Here is a link to some lithium stocks
I’m completing a compendium of lithium bearing pegmatite projects worldwide and if you agree, I would like to include a description of your project. Perhaps I would be able to attract an investor for you.
Prediction is hard, especially about the future.
Biggest producer of Lithium is Australia, so it would be wise to have a look at companies around existing and old mines in this area. All ASX listed, AJM, PLS, NMT, DKO, CXO, GXY, GMM. Massive gains.
Lithium X Energy. Monday morning quarterbacking here, but since this article was written the price of Lithium has more than doubled, and Lithium X Energy has gone from .04 cents to just shy of 2 bucks. Even the crappy LIT ETF is up a little.
My take on this is that the Lithium rush which started 5 years ago was obviously way too early. And this rush may STILL be too early. But, in all likelihood Lithium WILL go parabolic eventually. If you can find a well run new player like Lithium X, get in super cheap, and are willing to sit on it for up to ten years, it could make you rich.
I personally am already playing with house money on Lithium X, so I’m willing to set it and forget it. I’m hoping for a major (25+ bagger) explosion in the next 3 years, but I’ll wait 5 or 10 if that’s what it takes.
I’m also in Uranium and Solar. They are all long term speculative plays, but they have the potential fort quantum gains. Alternative energy (including Nuclear) is an unstoppable trend.
But especially for Lithium, it’s not a matter of if, but when. A major disruptor like Nuclear Fusion, or some completely new kind of battery would have to come along in order to disrupt the burgeoning Lithium market – a market that is poised to grow exponentially over the next decade.
Thank you for the comment Rich. Do you have a verifiable source for the price of lithium? It’s one thing we can’t find and nobody has offered up.
Regarding Lithium X, I believe that is one I saw being hyped over at Investors Hub ADVN. The idea of sitting on a penny stock for ten years to get rich is exactly when we tune out. Perhaps the best thing to do in order to gauge what lithium is doing is to watch what the big-3 producers are saying. We’ll pore through their financials one of these days to see what impact the lithium hype is having on their revenues. That will be very telling.

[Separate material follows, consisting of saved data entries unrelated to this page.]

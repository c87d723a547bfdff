//! In-memory transport and a simulated device for end-to-end tests and demos.
//!
//! [`PipeConnector`] hands every accepted connection to the test as a
//! [`DevicePeer`]; [`DeviceSimulator`] answers on that peer the way a Remootio
//! controller does: challenge on `AUTH`, encrypted responses to actions, `PONG`
//! on `PING`, `SERVER_HELLO` on `HELLO`.
use std::sync::atomic::{AtomicUsize, Ordering};

use async_trait::async_trait;
use base64::{engine::general_purpose::STANDARD, Engine as _};
use rand::{rngs::OsRng, RngCore};
use tokio::sync::mpsc;

use crate::codec;
use crate::config::ClientConfig;
use crate::crypto::{self, KeyMaterial, IV_LEN, KEY_LEN};
use crate::messages::{
    ActionRequest, ActionResponse, ActionType, Challenge, DeviceEvent, EncryptedPayload,
    EventType, Frame, SensorState, ServerHello, ACTION_ID_MODULUS,
};
use crate::transport::{Connector, SessionTransport, TransportError};

pub const TEST_SECRET_KEY: &str =
    "c6a8f3b5d2e1f0a9b8c7d6e5f4a3b2c1d0e9f8a7b6c5d4e3f2a1b0c9d8e7f6a5";
pub const TEST_AUTH_KEY: &str =
    "1f2e3d4c5b6a79881f2e3d4c5b6a79881f2e3d4c5b6a79881f2e3d4c5b6a7988";

pub fn test_keys() -> KeyMaterial {
    KeyMaterial::from_hex(TEST_SECRET_KEY, TEST_AUTH_KEY)
        .unwrap_or_else(|e| unreachable!("test keys are valid hex: {e}"))
}

pub fn test_config() -> ClientConfig {
    ClientConfig::new("127.0.0.1", TEST_SECRET_KEY, TEST_AUTH_KEY)
}

/// Client half of an in-memory connection.
pub struct PipeTransport {
    to_device: Option<mpsc::UnboundedSender<String>>,
    from_device: mpsc::UnboundedReceiver<String>,
}

#[async_trait]
impl SessionTransport for PipeTransport {
    async fn send(&mut self, text: String) -> Result<(), TransportError> {
        self.to_device
            .as_ref()
            .ok_or_else(|| TransportError::Send("pipe closing".into()))?
            .send(text)
            .map_err(|e| TransportError::Send(e.to_string()))
    }

    async fn recv(&mut self) -> Option<Result<String, TransportError>> {
        self.from_device.recv().await.map(Ok)
    }

    async fn close(&mut self) -> Result<(), TransportError> {
        // the device sees its inbound end and hangs up in turn
        self.to_device.take();
        Ok(())
    }

    fn terminate(self: Box<Self>) {}
}

/// Device half of an in-memory connection.
pub struct DevicePeer {
    pub from_client: mpsc::UnboundedReceiver<String>,
    pub to_client: mpsc::UnboundedSender<String>,
}

impl DevicePeer {
    pub fn send_frame(&self, frame: &Frame) -> bool {
        codec::encode_frame(frame)
            .ok()
            .map(|text| self.to_client.send(text).is_ok())
            .unwrap_or(false)
    }
}

/// Connector whose connections surface as [`DevicePeer`]s on a channel.
pub struct PipeConnector {
    peers: mpsc::UnboundedSender<DevicePeer>,
    refuse_remaining: AtomicUsize,
}

impl PipeConnector {
    pub fn new() -> (Self, mpsc::UnboundedReceiver<DevicePeer>) {
        let (peers, rx) = mpsc::unbounded_channel();
        (
            Self {
                peers,
                refuse_remaining: AtomicUsize::new(0),
            },
            rx,
        )
    }

    /// Makes the next `count` attempts fail like a refused TCP connect.
    pub fn refuse_next(&self, count: usize) {
        self.refuse_remaining.store(count, Ordering::SeqCst);
    }
}

#[async_trait]
impl Connector for PipeConnector {
    async fn connect(&self, url: &str) -> Result<Box<dyn SessionTransport>, TransportError> {
        let refused = self
            .refuse_remaining
            .fetch_update(Ordering::SeqCst, Ordering::SeqCst, |n| n.checked_sub(1))
            .is_ok();
        if refused {
            return Err(TransportError::Connect(format!("{url}: connection refused")));
        }
        let (to_device, from_client) = mpsc::unbounded_channel();
        let (to_client, from_device) = mpsc::unbounded_channel();
        self.peers
            .send(DevicePeer {
                from_client,
                to_client,
            })
            .map_err(|_| TransportError::Connect(format!("{url}: nobody listening")))?;
        Ok(Box::new(PipeTransport {
            to_device: Some(to_device),
            from_device,
        }))
    }
}

/// Device side of the protocol, sharing the client's pre-shared keys.
pub struct DeviceSimulator {
    keys: KeyMaterial,
    session_key: [u8; KEY_LEN],
    counter: u32,
    event_cnt: u64,
    pub answer_pings: bool,
    pub state: SensorState,
}

impl DeviceSimulator {
    pub fn new(keys: KeyMaterial, initial_action_id: u32) -> Self {
        let mut session_key = [0u8; KEY_LEN];
        OsRng.fill_bytes(&mut session_key);
        Self {
            keys,
            session_key,
            counter: initial_action_id % ACTION_ID_MODULUS,
            event_cnt: 0,
            answer_pings: true,
            state: SensorState::Closed,
        }
    }

    pub fn session_key_base64(&self) -> String {
        STANDARD.encode(self.session_key)
    }

    pub fn last_action_id(&self) -> u32 {
        self.counter
    }

    fn seal(&self, payload: &EncryptedPayload, key: &[u8; KEY_LEN]) -> Option<Frame> {
        let bytes = serde_json::to_vec(payload).ok()?;
        let mut iv = [0u8; IV_LEN];
        OsRng.fill_bytes(&mut iv);
        crypto::encrypt_with_iv(&bytes, key, &iv, self.keys.auth_key())
            .ok()
            .map(Frame::Encrypted)
    }

    /// Challenge encrypted under the API secret key.
    pub fn challenge_frame(&self) -> Option<Frame> {
        let payload = EncryptedPayload::Challenge(Challenge {
            session_key: self.session_key_base64(),
            initial_action_id: self.counter,
        });
        self.seal(&payload, &self.keys.derive_key(None))
    }

    pub fn response_frame(&self, kind: ActionType, id: u32) -> Option<Frame> {
        let payload = EncryptedPayload::Response(ActionResponse {
            kind,
            id,
            success: true,
            state: self.state,
            t100ms: 0,
            relay_triggered: !matches!(kind, ActionType::Query),
            error_code: String::new(),
        });
        self.seal(&payload, &self.session_key)
    }

    pub fn event_frame(&mut self, kind: EventType) -> Option<Frame> {
        self.event_cnt += 1;
        let payload = EncryptedPayload::Event(DeviceEvent {
            cnt: self.event_cnt,
            kind,
            state: self.state,
            t100ms: 0,
            data: None,
        });
        self.seal(&payload, &self.session_key)
    }

    /// Decrypts an action sent by the client under the current session key.
    pub fn open_action(&self, frame: &Frame) -> Option<ActionRequest> {
        let Frame::Encrypted(encrypted) = frame else {
            return None;
        };
        let bytes =
            crypto::decrypt_and_verify(encrypted, &self.session_key, self.keys.auth_key()).ok()?;
        serde_json::from_slice(&bytes).ok()
    }

    /// Frames the device answers one client message with.
    pub fn reply(&mut self, text: &str) -> Vec<Frame> {
        let Ok(frame) = codec::decode_frame(text) else {
            return Vec::new();
        };
        match frame {
            Frame::Auth => self.challenge_frame().into_iter().collect(),
            Frame::Ping if self.answer_pings => vec![Frame::Pong],
            Frame::Hello => vec![Frame::ServerHello(ServerHello {
                api_version: 3,
                message: "Hello from the simulator".into(),
                serial_number: None,
                remootio_version: None,
            })],
            Frame::Encrypted(_) => {
                let Some(request) = self.open_action(&frame) else {
                    return Vec::new();
                };
                let action = request.action;
                match action.kind {
                    ActionType::Open => self.state = SensorState::Open,
                    ActionType::Close => self.state = SensorState::Closed,
                    _ => {}
                }
                if crate::session::state::is_ahead(action.id, self.counter) {
                    self.counter = action.id;
                }
                self.response_frame(action.kind, action.id)
                    .into_iter()
                    .collect()
            }
            _ => Vec::new(),
        }
    }

    /// Answers on `peer` until the client hangs up.
    pub async fn serve(mut self, mut peer: DevicePeer) -> Self {
        while let Some(text) = peer.from_client.recv().await {
            for frame in self.reply(&text) {
                if !peer.send_frame(&frame) {
                    return self;
                }
            }
        }
        self
    }
}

You may also be interested in seeing our article on nuclear fusion companies:
Lithium X didn’t go from 4 cents to $2+…..it only just started trading after a reverse merger and began trading around 40 cents, still its almost done as well as CYNK did a year or so ago.
Avoid Junior minors like the plague that are mentioning Tesla? Why does the sentence stop there? It would be good to back up a statement like that with some reasoning?
That statement implies that junior lithium minors are fraudsters.
I clicked on this article thinking there might be some good reasons not to invest in pure play lithium juniors. No, nothing. I am off to invest in Lithium X.
Also stating that sitting on these types of stocks for ’10 years’ before seeing returns is way off. It’s more like 2-3 years, and at worst 5 years, definitely not 10.
Thank you for the comment Norris.
We were referring to the fact that many the penny stock scam has focused on lithium as a selling point. Taken from Wikipedia:
Another example of an activity that skirts the borderline between legitimate promotion and hype is the case of LEXG. Described (but perhaps overstated) as “the biggest stock promotion of all time”, Lithium Exploration Group’s market capitalization soared to over $350 million, after an extensive direct mail campaign. The promotion drew upon the legitimate growth in production and use of lithium, while touting Lithium Exploration Groups position within that sector. According to the company’s December 31, 2010 form 10-Q (filed within months of the direct mail promotion), LEXG was a lithium company without assets. Its revenues and assets at that time were zero. Subsequently, the company did acquire lithium production/exploration properties, and addressed concerns raised in the press.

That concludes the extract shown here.